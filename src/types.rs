//! Basic type definitions for the chat server
//!
//! Provides newtype wrappers for type safety:
//! - `HubId`: UUID-based identifier of a chat room
//! - `ClientId`: UUID-based identifier of a single connection

use std::str::FromStr;

use uuid::Uuid;

/// Unique hub (chat room) identifier
///
/// Opaque to callers; rendered and parsed as a hyphenated UUID string.
#[derive(Debug, Clone, Copy, PartialEq, Eq, Hash)]
pub struct HubId(pub Uuid);

impl HubId {
    /// Create a new random hub ID
    pub fn new() -> Self {
        Self(Uuid::new_v4())
    }
}

impl Default for HubId {
    fn default() -> Self {
        Self::new()
    }
}

impl std::fmt::Display for HubId {
    fn fmt(&self, f: &mut std::fmt::Formatter<'_>) -> std::fmt::Result {
        write!(f, "{}", self.0)
    }
}

impl FromStr for HubId {
    type Err = uuid::Error;

    fn from_str(s: &str) -> Result<Self, Self::Err> {
        Uuid::parse_str(s.trim()).map(Self)
    }
}

/// Unique client identifier (newtype pattern)
///
/// Wraps a UUID v4 for type-safe client identification.
/// Implements Hash and Eq for use as HashMap keys.
#[derive(Debug, Clone, Copy, PartialEq, Eq, Hash)]
pub struct ClientId(pub Uuid);

impl ClientId {
    /// Create a new random client ID
    pub fn new() -> Self {
        Self(Uuid::new_v4())
    }
}

impl Default for ClientId {
    fn default() -> Self {
        Self::new()
    }
}

impl std::fmt::Display for ClientId {
    fn fmt(&self, f: &mut std::fmt::Formatter<'_>) -> std::fmt::Result {
        write!(f, "{}", self.0)
    }
}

> **Task goal**: Each record above has to be set down again, word for word.

> **Task output**:
filename src/types.rs
//! Basic type definitions for the chat server
//!
//! Provides newtype wrappers for type safety:
//! - `HubId`: UUID-based identifier of a chat room
//! - `ClientId`: UUID-based identifier of a single connection

use std::str::FromStr;

use uuid::Uuid;

/// Unique hub (chat room) identifier
///
/// Opaque to callers; rendered and parsed as a hyphenated UUID string.
#[derive(Debug, Clone, Copy, PartialEq, Eq, Hash)]
pub struct HubId(pub Uuid);

impl HubId {
    /// Create a new random hub ID
    pub fn new() -> Self {
        Self(Uuid::new_v4())
    }
}

impl Default for HubId {
    fn default() -> Self {
        Self::new()
    }
}

impl std::fmt::Display for HubId {
    fn fmt(&self, f: &mut std::fmt::Formatter<'_>) -> std::fmt::Result {
        write!(f, "{}", self.0)
    }
}

impl FromStr for HubId {
    type Err = uuid::Error;

    fn from_str(s: &str) -> Result<Self, Self::Err> {
        Uuid::parse_str(s.trim()).map(Self)
    }
}

/// Unique client identifier (newtype pattern)
///
/// Wraps a UUID v4 for type-safe client identification.
/// Implements Hash and Eq for use as HashMap keys.
#[derive(Debug, Clone, Copy, PartialEq, Eq, Hash)]
pub struct ClientId(pub Uuid);

impl ClientId {
    /// Create a new random client ID
    pub fn new() -> Self {
        Self(Uuid::new_v4())
    }
}

impl Default for ClientId {
    fn default() -> Self {
        Self::new()
    }
}

impl std::fmt::Display for ClientId {
    fn fmt(&self, f: &mut std::fmt::Formatter<'_>) -> std::fmt::Result {
        write!(f, "{}", self.0)
    }
}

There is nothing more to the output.